Food was not the only source of food. In addition, a subject with infectious diarrhea excreted a lot of urinary nitrates:
Formation of these nitrates seemed related to the inflammatory process. More recently, one team has observed that the injection of bacterial endotoxin stimulates the excretion of nitrates in rats (Green et al., 1981, Snyder and Bredt, 1992).

Indeed, NO is involved in antitumor defense, particularly in macrophage-mediated cytotoxicity mechanisms (Stuehr et al.
Marletta, 1985; Hibbs et al., 1987a, b; Drapier et al., 1988; Stuehr and Nathan, 1989; Keller et al., 1990).

Activation of murine peritoneal macrophages, whether in vivo by cell-propagating pathogens such as Mycobacterium bovis, or in vitro by cytokines, in particular interferon-gamma (IFN-γ), renders them cytotoxic for the cells. target tumor cells, the cytotoxicity mechanisms involved not going through phagocytosis processes. These activated macrophages were then shown to express iNOS and synthesize NO3 (Stuehr and Marletta, 1987a) and
NO2- in response to stimulation with IFN-γ alone or in combination with lipopolysaccharide (LPS) or tumor necrosis factor-alpha (TNF-α) (Stuehr and Marletta l987a, b, Ding et al. 1988). Thus, the cytotoxicity of activated macrophages against tumor cells has been established (Hibbs et al., 198vu) as dependent on L-arginine concentration. These authors also show that activated macrophages synthesize L-citrulline and NO2- from arginine and that L-NMMA inhibits the synthesis of these two products as well as the expression of cytotoxicity (Hibbs et al. 1987b).

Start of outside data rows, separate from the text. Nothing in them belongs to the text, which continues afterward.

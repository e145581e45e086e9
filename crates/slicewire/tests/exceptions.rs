// SPDX-License-Identifier: Apache-2.0 OR MIT
// Copyright (c) 2025-2026 naskel.com

#![allow(clippy::missing_panics_doc)] // Tests panic on failure

//! User exception integration tests
//!
//! Known, sliced-to-base and wholly unknown exceptions under both encodings,
//! plus exceptions carrying class members.

mod common;

use std::sync::Arc;

use common::{
    base_only_registry, full_registry, BaseError, DerivedError, Node, NodeError, DERIVED_ERROR_ID,
    NODE_ERROR_ID,
};
use slicewire::{
    DecodedException, EncodingVersion, Error, ExceptionFactory, FactoryRegistry, FormatType,
    InputStream, OutputStream, UserException, ValueGraph, ENCODING_1_0, ENCODING_1_1,
};

/// Layouts whose slices carry their size.
const SKIPPABLE: [(EncodingVersion, FormatType); 2] = [
    (ENCODING_1_0, FormatType::Default),
    (ENCODING_1_1, FormatType::Sliced),
];

fn derived_error() -> DerivedError {
    DerivedError {
        reason: "disk full".to_string(),
        code: 28,
    }
}

fn encode_exception(
    ex: &dyn UserException,
    graph: Option<&ValueGraph>,
    encoding: EncodingVersion,
    format: FormatType,
) -> Vec<u8> {
    let mut out = OutputStream::new();
    if let Some(graph) = graph {
        out = out.with_graph(graph);
    }
    out.start_write_encaps(encoding, format).expect("start encaps");
    out.write_exception(ex).expect("write exception");
    out.end_write_encaps().expect("end encaps");
    out.into_bytes()
}

fn decode_exception(bytes: Vec<u8>, registry: &FactoryRegistry) -> DecodedException {
    let mut input = InputStream::new(bytes, registry);
    input.start_read_encaps().expect("start encaps");
    let decoded = input.read_exception().expect("read exception");
    input.end_read_encaps().expect("end encaps");
    assert_eq!(input.remaining(), 0);
    decoded
}

#[test]
fn test_known_exception_all_layouts() {
    let registry = full_registry();
    let layouts = [
        (ENCODING_1_0, FormatType::Default),
        (ENCODING_1_1, FormatType::Compact),
        (ENCODING_1_1, FormatType::Sliced),
    ];
    for (encoding, format) in layouts {
        let bytes = encode_exception(&derived_error(), None, encoding, format);
        let decoded = decode_exception(bytes, &registry);
        let ex = decoded
            .downcast_ref::<DerivedError>()
            .expect("DerivedError should be known");
        assert_eq!(ex.code, 28);
        assert_eq!(ex.reason, "disk full");
        assert_eq!(decoded.ice_id(), DERIVED_ERROR_ID);
    }
}

#[test]
fn test_exception_sliced_to_known_base() {
    let registry = base_only_registry();
    for (encoding, format) in SKIPPABLE {
        let bytes = encode_exception(&derived_error(), None, encoding, format);
        let decoded = decode_exception(bytes, &registry);
        let base = decoded
            .downcast_ref::<BaseError>()
            .unwrap_or_else(|| panic!("{} {:?}: expected BaseError", encoding, format));
        assert_eq!(base.reason, "disk full");
    }
}

#[test]
fn test_wholly_unknown_exception() {
    let registry = FactoryRegistry::new();
    for (encoding, format) in SKIPPABLE {
        let bytes = encode_exception(&derived_error(), None, encoding, format);
        match decode_exception(bytes, &registry) {
            DecodedException::Unknown(unknown) => assert_eq!(unknown.unknown, "Demo::DerivedError"),
            DecodedException::Known(ex) => panic!("unexpected {:?}", ex),
        }
    }
}

#[test]
fn test_compact_exception_stops_at_first_unknown_slice() {
    let registry = base_only_registry();
    let bytes = encode_exception(&derived_error(), None, ENCODING_1_1, FormatType::Compact);

    let mut input = InputStream::new(bytes, &registry);
    input.start_read_encaps().expect("start encaps");
    let decoded = input.read_exception().expect("read exception");
    assert!(matches!(
        decoded,
        DecodedException::Unknown(ref unknown) if unknown.unknown == "Demo::DerivedError"
    ));
    input.end_read_encaps().expect("end encaps skips the rest");
}

#[test]
fn test_caller_factory_tried_first() {
    let registry = FactoryRegistry::new();
    let factory: ExceptionFactory = Arc::new(|type_id: &str| -> Option<Box<dyn UserException>> {
        (type_id == common::BASE_ERROR_ID)
            .then(|| Box::new(BaseError::default()) as Box<dyn UserException>)
    });

    let bytes = encode_exception(&derived_error(), None, ENCODING_1_1, FormatType::Sliced);
    let mut input = InputStream::new(bytes, &registry);
    input.start_read_encaps().expect("start encaps");
    let decoded = input.read_exception_with(Some(factory)).expect("read exception");
    input.end_read_encaps().expect("end encaps");
    assert_eq!(
        decoded.downcast_ref::<BaseError>().map(|e| e.reason.as_str()),
        Some("disk full")
    );
}

#[test]
fn test_exception_with_class_member() {
    let registry = full_registry();
    let mut graph = ValueGraph::new();
    let node = graph.insert(Node::new(5));
    let ex = NodeError { node: Some(node) };

    let layouts = [
        (ENCODING_1_0, FormatType::Default),
        (ENCODING_1_1, FormatType::Compact),
        (ENCODING_1_1, FormatType::Sliced),
    ];
    for (encoding, format) in layouts {
        let bytes = encode_exception(&ex, Some(&graph), encoding, format);
        let mut input = InputStream::new(bytes, &registry);
        input.start_read_encaps().expect("start encaps");
        let decoded = input.read_exception().expect("read exception");
        input.end_read_encaps().expect("end encaps");

        let handle = decoded
            .downcast_ref::<NodeError>()
            .and_then(|e| e.node)
            .unwrap_or_else(|| panic!("{} {:?}: node member not patched", encoding, format));
        let node = input.graph().get::<Node>(handle).expect("member is a Node");
        assert_eq!(node.id, 5);
    }
}

#[test]
fn test_1_0_uses_classes_flag_leads() {
    let bytes = encode_exception(&derived_error(), None, ENCODING_1_0, FormatType::Default);
    assert_eq!(bytes[6], 0, "no class members");

    let mut graph = ValueGraph::new();
    let node = graph.insert(Node::new(1));
    let bytes = encode_exception(
        &NodeError { node: Some(node) },
        Some(&graph),
        ENCODING_1_0,
        FormatType::Default,
    );
    assert_eq!(bytes[6], 1, "class members follow as pending values");
}

#[test]
fn test_exception_member_with_missing_instance_fails() {
    // Compact 1.1 exception whose class member refers back to id 5, never sent.
    let mut out = OutputStream::new();
    out.start_write_encaps(ENCODING_1_1, FormatType::Compact).expect("start encaps");
    out.write_byte(0x20);
    out.write_string(NODE_ERROR_ID).expect("type id");
    out.write_size(5).expect("reference");
    out.end_write_encaps().expect("end encaps");

    let registry = full_registry();
    let mut input = InputStream::new(out.into_bytes(), &registry);
    input.start_read_encaps().expect("start encaps");
    match input.read_exception() {
        Err(Error::Marshal(reason)) => assert!(reason.contains("no instance"), "{}", reason),
        other => panic!("unexpected result {:?}", other),
    }
}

 The role of NO as a mediator of cytotoxicity was initially demonstrated (Hibbs et al., 1988), and the metabolic pathway of L-arginine was considered an important defense mechanism against intra- and extracellular microorganisms, parasites, and bacteria. and fungi (Hibbs et al., 1990).

NO acts on these targets in particular by binding to iron-sulfur centers of proteins (Drapier et al., 1991, Feldman et al., 1993). It is also noted that a massive loss of intracellular iron is a possible cause of the lysis of tumor cells induced by activated macrophages. NO appears to act on the active site of different enzymes involved in both DNA replication (ribonucleotide reductase, RNR)
(Lepoivre et al., 1990) only in the citric acid cycle (aconitase) (Drapier and Hibbs, 1986) or in mitochondrial respiration (complexes I and II of the electron transport chain) (Granger and Lehninger, 1982). ;
Drapier and Hibbs, 1988). Electron paramagnetic resonance (EPR) studies have shown that NO disrupts the spatial configuration of iron-sulfur structures in certain enzymes by forming ter-nitrosyl complexes (NO-Fe-SR), which would inhibit the formation of enzymatic activity (Drapier and Hibbs, 1988;
Lancaster, 1990; Pellat, 1990; Drapier, 1991). This phenomenon occurs for high amounts of NO, produced for several hours. It is noted that NO production can also be induced in the target cells themselves, for example, at the time of self-destruction of the tumor cells, or bacterial autotoxicity (Heiss et al., 1994).

In the mechanism of action of the antiinfective effect, it has also been shown that NO can react with oxygen and produce various toxic substances such as hydroxyl radical (OH) or nitrogen dioxide (NO2).
(Stamler et al., 1992a). Peroxynitrite ion, one of the most oxidative and cytotoxic NO derivatives, is now proposed as the main mediator of NO cytotoxic activity. It would intervene in the nitration of tyrosine residues of certain cellular proteins (Beckman et al., 1994a). It is also known that certain S-nitrosyl compounds (S-nitrosocysteine,
, -nitrosoglutathion), and NO donor thionitrites, can be potently microbicidal, antiviral, or anti-cancerous (Maul, 1993, Roy et al., 1995).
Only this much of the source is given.